Naquele momento, sentado nas arquibancadas, Chivu chegou a sentir compaixão pelo jovem atacante argentino.
— Guarín continua sendo um jogador em quem confio. Coloquei-o em campo quando estávamos atrás no placar justamente para lhe dar confiança, para mostrar que, em momentos de dificuldade, ele ainda é um dos mais confiáveis do time.
— Cristian, você nunca foi treinador principal de um time profissional. Às vezes, gerir um vestiário com mais de vinte pessoas é mais importante do que tática. No futebol italiano há milhares de mestres táticos, mas só algumas dezenas chegam a ser técnicos na Série A.
— Nosso objetivo é terminar entre os três primeiros para conseguir a vaga na Liga dos Campeões, mas os pontos para isso não virão contra a Juventus; precisamos conquistá-los contra equipes médias e pequenas.
— Desde o começo, não pensei realmente em vencer a Juventus. Sei das limitações do nosso elenco. Se jogarmos dez vezes, com a equipe atual, venceremos uma, se tanto.
Chivu suspirou, dando de ombros.
— Mancini, o senhor é o técnico, o senhor sempre tem razão. Só penso que... talvez devêssemos ser francos com os jogadores.

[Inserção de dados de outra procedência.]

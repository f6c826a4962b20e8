//! Single binary web server: HTML from templates/, static from /static, API via REST.
//! Run with: cargo run --bin web
//! Listens on 0.0.0.0:8080 by default. Override with env: HOST, PORT.

use actix_files::Files;
use actix_web::{
    delete, get, post, put,
    web::{self, Data, Json, Path},
    App, HttpResponse, HttpServer, Responder,
};
use court_planner::{
    add_knockout_stage, add_sample_teams, balance_plan_groups, bracket_csv, display_grid,
    generate_round_robin, grid_csv, schedule_csv, schedule_plan, BracketSide, PlanError, PlanId,
    PlanSettings, PlanSnapshot, ScheduleOutput, TeamId, TournamentPlan,
};
use serde::Deserialize;
use std::collections::HashMap;
use std::error::Error;
use std::sync::RwLock;
use std::time::{Duration, Instant};

/// Per-plan entry: plan data + last activity time (for auto-cleanup).
struct PlanEntry {
    plan: TournamentPlan,
    last_activity: Instant,
}

/// In-memory state: many plans by ID. Entries are removed after 12h inactivity.
type AppState = Data<RwLock<HashMap<PlanId, PlanEntry>>>;

const INACTIVITY_TIMEOUT: Duration = Duration::from_secs(12 * 3600);

#[derive(serde::Serialize)]
struct HealthResponse {
    ok: bool,
    service: &'static str,
}

#[derive(Deserialize)]
struct AddTeamBody {
    name: String,
    #[serde(default)]
    level: Option<String>,
}

#[derive(Deserialize)]
struct SampleTeamsBody {
    #[serde(default = "default_sample_count")]
    count: usize,
}

fn default_sample_count() -> usize {
    8
}

#[derive(Deserialize)]
struct BalanceBody {
    groups: usize,
}

#[derive(Deserialize)]
struct KnockoutBody {
    group_1: String,
    group_2: String,
    #[serde(default = "default_include_losers")]
    include_losers: bool,
}

fn default_include_losers() -> bool {
    true
}

#[derive(Deserialize)]
struct PlanPath {
    id: PlanId,
}

#[derive(Deserialize)]
struct PlanTeamPath {
    id: PlanId,
    team_id: TeamId,
}

#[derive(Deserialize)]
struct BracketPath {
    id: PlanId,
    side: String,
}

fn not_found() -> HttpResponse {
    HttpResponse::NotFound().json(serde_json::json!({ "error": "No plan" }))
}

fn bad_request(e: impl std::fmt::Display) -> HttpResponse {
    HttpResponse::BadRequest().json(serde_json::json!({ "error": e.to_string() }))
}

/// Run `op` on the plan and answer with the updated plan.
fn update_plan<F>(state: &AppState, id: PlanId, op: F) -> HttpResponse
where
    F: FnOnce(&mut TournamentPlan) -> Result<(), PlanError>,
{
    let mut g = match state.write() {
        Ok(guard) => guard,
        Err(_) => return HttpResponse::InternalServerError().body("lock error"),
    };
    let entry = match g.get_mut(&id) {
        Some(e) => e,
        None => return not_found(),
    };
    entry.last_activity = Instant::now();
    let plan = &mut entry.plan;
    match op(plan) {
        Ok(()) => HttpResponse::Ok().json(&*plan),
        Err(e) => bad_request(e),
    }
}

/// Render the plan's last schedule as a CSV download.
fn download_schedule<F>(state: &AppState, id: PlanId, file_name: &str, render: F) -> HttpResponse
where
    F: FnOnce(&ScheduleOutput) -> Result<String, Box<dyn Error>>,
{
    let mut g = match state.write() {
        Ok(guard) => guard,
        Err(_) => return HttpResponse::InternalServerError().body("lock error"),
    };
    let entry = match g.get_mut(&id) {
        Some(e) => e,
        None => return not_found(),
    };
    entry.last_activity = Instant::now();
    let output = match entry.plan.schedule.as_ref() {
        Some(o) => o,
        None => return bad_request("Run the scheduler first"),
    };
    match render(output) {
        Ok(body) => HttpResponse::Ok()
            .content_type("text/csv; charset=utf-8")
            .insert_header((
                "Content-Disposition",
                format!("attachment; filename=\"{}\"", file_name),
            ))
            .body(body),
        Err(e) => {
            log::error!("CSV export failed: {}", e);
            HttpResponse::InternalServerError().json(serde_json::json!({ "error": "export failed" }))
        }
    }
}

#[get("/api/health")]
async fn api_health() -> impl Responder {
    HttpResponse::Ok().json(HealthResponse {
        ok: true,
        service: "court-planner",
    })
}

#[get("/favicon.ico")]
async fn favicon() -> HttpResponse {
    HttpResponse::NoContent().finish()
}

/// Create a new plan. The body is a JSON settings object; omitted fields take their defaults,
/// so `{}` gives a default plan. A malformed body is rejected with 400.
#[post("/api/plans")]
async fn api_create_plan(state: AppState, body: Json<PlanSettings>) -> HttpResponse {
    let settings = body.into_inner();
    if let Err(e) = settings.validate() {
        return bad_request(e);
    }
    let plan = TournamentPlan::new(settings);
    let id = plan.id;
    let mut g = match state.write() {
        Ok(guard) => guard,
        Err(_) => return HttpResponse::InternalServerError().body("lock error"),
    };
    let response = HttpResponse::Ok().json(&plan);
    g.insert(
        id,
        PlanEntry {
            plan,
            last_activity: Instant::now(),
        },
    );
    log::info!("Created plan {}", id);
    response
}

#[get("/api/plans/{id}")]
async fn api_get_plan(state: AppState, path: Path<PlanPath>) -> HttpResponse {
    update_plan(&state, path.id, |_| Ok(()))
}

#[put("/api/plans/{id}/settings")]
async fn api_set_settings(
    state: AppState,
    path: Path<PlanPath>,
    body: Json<PlanSettings>,
) -> HttpResponse {
    let settings = body.into_inner();
    update_plan(&state, path.id, |p| p.set_settings(settings))
}

#[post("/api/plans/{id}/teams")]
async fn api_add_team(state: AppState, path: Path<PlanPath>, body: Json<AddTeamBody>) -> HttpResponse {
    let AddTeamBody { name, level } = body.into_inner();
    update_plan(&state, path.id, |p| p.add_team(name, level).map(|_| ()))
}

#[delete("/api/plans/{id}/teams/{team_id}")]
async fn api_remove_team(state: AppState, path: Path<PlanTeamPath>) -> HttpResponse {
    update_plan(&state, path.id, |p| p.remove_team(path.team_id))
}

#[delete("/api/plans/{id}/teams")]
async fn api_clear_teams(state: AppState, path: Path<PlanPath>) -> HttpResponse {
    update_plan(&state, path.id, |p| {
        p.clear_teams();
        Ok(())
    })
}

/// Add ungrouped sample teams for trying out a layout.
#[post("/api/plans/{id}/teams/sample")]
async fn api_sample_teams(
    state: AppState,
    path: Path<PlanPath>,
    body: Option<Json<SampleTeamsBody>>,
) -> HttpResponse {
    let count = body.map_or_else(default_sample_count, |b| b.count);
    update_plan(&state, path.id, |p| {
        add_sample_teams(p, count, &mut rand::thread_rng());
        Ok(())
    })
}

/// Shuffle the roster into N balanced groups.
#[post("/api/plans/{id}/teams/balance")]
async fn api_balance_groups(
    state: AppState,
    path: Path<PlanPath>,
    body: Json<BalanceBody>,
) -> HttpResponse {
    update_plan(&state, path.id, |p| {
        balance_plan_groups(p, body.groups, &mut rand::thread_rng())
    })
}

/// Replace the catalog with the round robin of the current groups.
#[post("/api/plans/{id}/matches/round-robin")]
async fn api_round_robin(state: AppState, path: Path<PlanPath>) -> HttpResponse {
    update_plan(&state, path.id, |p| generate_round_robin(p).map(|_| ()))
}

/// Append semifinals, optional losers bracket, 3rd place and grand final.
#[post("/api/plans/{id}/matches/knockout")]
async fn api_knockout(state: AppState, path: Path<PlanPath>, body: Json<KnockoutBody>) -> HttpResponse {
    update_plan(&state, path.id, |p| {
        add_knockout_stage(p, &body.group_1, &body.group_2, body.include_losers).map(|_| ())
    })
}

#[delete("/api/plans/{id}/matches")]
async fn api_clear_matches(state: AppState, path: Path<PlanPath>) -> HttpResponse {
    update_plan(&state, path.id, |p| {
        p.clear_matches();
        Ok(())
    })
}

/// Run the scheduler; unplaced matches are reported in `schedule.unscheduled`.
#[post("/api/plans/{id}/schedule")]
async fn api_schedule(state: AppState, path: Path<PlanPath>) -> HttpResponse {
    update_plan(&state, path.id, |p| schedule_plan(p).map(|_| ()))
}

#[get("/api/plans/{id}/schedule/grid")]
async fn api_schedule_grid(state: AppState, path: Path<PlanPath>) -> HttpResponse {
    let g = match state.read() {
        Ok(guard) => guard,
        Err(_) => return HttpResponse::InternalServerError().body("lock error"),
    };
    match g.get(&path.id) {
        Some(entry) => match entry.plan.schedule.as_ref() {
            Some(output) => HttpResponse::Ok().json(display_grid(output)),
            None => bad_request("Run the scheduler first"),
        },
        None => not_found(),
    }
}

#[get("/api/plans/{id}/schedule.csv")]
async fn api_schedule_csv(state: AppState, path: Path<PlanPath>) -> HttpResponse {
    download_schedule(&state, path.id, "match_list.csv", schedule_csv)
}

#[get("/api/plans/{id}/grid.csv")]
async fn api_grid_csv(state: AppState, path: Path<PlanPath>) -> HttpResponse {
    download_schedule(&state, path.id, "master_schedule.csv", grid_csv)
}

/// Bracket score sheet: side is `winners` or `losers`.
#[get("/api/plans/{id}/brackets/{side}.csv")]
async fn api_bracket_csv(state: AppState, path: Path<BracketPath>) -> HttpResponse {
    let side = match path.side.as_str() {
        "winners" => BracketSide::Winners,
        "losers" => BracketSide::Losers,
        _ => return bad_request("Bracket side must be winners or losers"),
    };
    let file_name = format!("{}_bracket.csv", path.side);
    download_schedule(&state, path.id, &file_name, |o| bracket_csv(o, side))
}

/// Export roster and catalog as JSON.
#[get("/api/plans/{id}/config")]
async fn api_export_config(state: AppState, path: Path<PlanPath>) -> HttpResponse {
    let g = match state.read() {
        Ok(guard) => guard,
        Err(_) => return HttpResponse::InternalServerError().body("lock error"),
    };
    match g.get(&path.id) {
        Some(entry) => HttpResponse::Ok()
            .insert_header((
                "Content-Disposition",
                "attachment; filename=\"tournament_config.json\"",
            ))
            .json(entry.plan.snapshot()),
        None => not_found(),
    }
}

/// Replace roster and catalog from a previously exported JSON config.
#[put("/api/plans/{id}/config")]
async fn api_import_config(
    state: AppState,
    path: Path<PlanPath>,
    body: Json<PlanSnapshot>,
) -> HttpResponse {
    let snapshot = body.into_inner();
    update_plan(&state, path.id, |p| p.restore(snapshot))
}

fn default_host() -> String {
    "0.0.0.0".to_string()
}

fn default_port() -> u16 {
    8080
}

#[actix_web::main]
async fn main() -> std::io::Result<()> {
    env_logger::init_from_env(env_logger::Env::new().default_filter_or("info"));

    let host = std::env::var("HOST").unwrap_or_else(|_| default_host());
    let port: u16 = std::env::var("PORT")
        .ok()
        .and_then(|p| p.parse().ok())
        .unwrap_or_else(default_port);
    let bind = (host.as_str(), port);
    log::info!("Starting server at http://{}:{}", bind.0, bind.1);

    let state = Data::new(RwLock::new(HashMap::<PlanId, PlanEntry>::new()));

    // Every 30 minutes, drop plans inactive for 12+ hours
    let state_cleanup = state.clone();
    actix_web::rt::spawn(async move {
        let mut interval = tokio::time::interval(Duration::from_secs(30 * 60));
        loop {
            interval.tick().await;
            let mut g = match state_cleanup.write() {
                Ok(guard) => guard,
                Err(_) => continue,
            };
            let before = g.len();
            g.retain(|_, entry| entry.last_activity.elapsed() < INACTIVITY_TIMEOUT);
            let removed = before - g.len();
            if removed > 0 {
                log::info!("Cleaned up {} inactive plan(s)", removed);
            }
        }
    });

    HttpServer::new(move || {
        App::new()
            .app_data(state.clone())
            .route("/", web::get().to(serve_index_async))
            .service(api_health)
            .service(favicon)
            .service(api_create_plan)
            .service(api_get_plan)
            .service(api_set_settings)
            .service(api_add_team)
            .service(api_clear_teams)
            .service(api_sample_teams)
            .service(api_balance_groups)
            .service(api_remove_team)
            .service(api_round_robin)
            .service(api_knockout)
            .service(api_clear_matches)
            .service(api_schedule)
            .service(api_schedule_grid)
            .service(api_schedule_csv)
            .service(api_grid_csv)
            .service(api_bracket_csv)
            .service(api_export_config)
            .service(api_import_config)
            .service(Files::new("/static", "static"))
    })
    .bind(bind)?
    .run()
    .await
}

async fn serve_index_async() -> HttpResponse {
    let html = include_str!("../../templates/index.html");
    HttpResponse::Ok()
        .content_type("text/html; charset=utf-8")
        .body(html)
}

#[cfg(test)]
mod tests {
    use super::*;
    use actix_web::{http::StatusCode, test};

    fn empty_state() -> AppState {
        Data::new(RwLock::new(HashMap::new()))
    }

    #[actix_web::test]
    async fn create_plan_rejects_malformed_settings() {
        let state = empty_state();
        let app =
            test::init_service(App::new().app_data(state.clone()).service(api_create_plan)).await;

        let req = test::TestRequest::post()
            .uri("/api/plans")
            .insert_header(("content-type", "application/json"))
            .set_payload(r#"{ "num_courts": "four" }"#)
            .to_request();
        let resp = test::call_service(&app, req).await;
        assert_eq!(resp.status(), StatusCode::BAD_REQUEST);

        let req = test::TestRequest::post()
            .uri("/api/plans")
            .set_json(serde_json::json!({ "num_courts": 0 }))
            .to_request();
        let resp = test::call_service(&app, req).await;
        assert_eq!(resp.status(), StatusCode::BAD_REQUEST);

        assert!(state.read().unwrap().is_empty());
    }

    #[actix_web::test]
    async fn create_plan_fills_omitted_settings_with_defaults() {
        let state = empty_state();
        let app =
            test::init_service(App::new().app_data(state.clone()).service(api_create_plan)).await;

        let req = test::TestRequest::post()
            .uri("/api/plans")
            .set_json(serde_json::json!({ "num_courts": 4 }))
            .to_request();
        let plan: TournamentPlan = test::call_and_read_body_json(&app, req).await;
        assert_eq!(plan.settings.num_courts, 4);
        assert_eq!(plan.settings.points_per_matchup, 5);
        assert!(state.read().unwrap().contains_key(&plan.id));
    }
}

Mancini alisou os cabelos grisalhos e olhou para Chivu com um misto de sentimentos.
Como treinador, Chivu ainda era um pouco impetuoso, precisava de amadurecimento.
Mas Mancini sabia que a ambição daquele campeão triplo não se limitava a ser treinador da base, nem assistente, nem mesmo técnico de um time da Série A. O alvo de Chivu era o comando do Internacional de Milão.
E Mancini também tinha suas próprias ambições.
Ele esperava, com um segundo ciclo vitorioso no Internacional de Milão, reconquistar prestígio no futebol italiano e, por fim, alcançar o auge da carreira: ser o treinador da seleção italiana.
Sonhava conduzir a seleção à glória em torneios continentais.
Esse era o maior reconhecimento para um técnico italiano.
Mancini queria uma carreira tão brilhante quanto a de Lippi, triunfando tanto em clubes quanto na seleção.
— Chivu, o que acabei de dizer é só para você, porque você é especial na nossa comissão técnica... Aliás, o plano de treinamento especial para Tang continua?
— Continua, chefe. Vai até o final da temporada.
— Ótimo. Assim que ele estiver bem fisicamente, foque nos dribles. Ele precisa se tornar um meio-campista capaz de segurar a bola, como Guarín. Esse é o requisito para garantir sua vaga entre os titulares.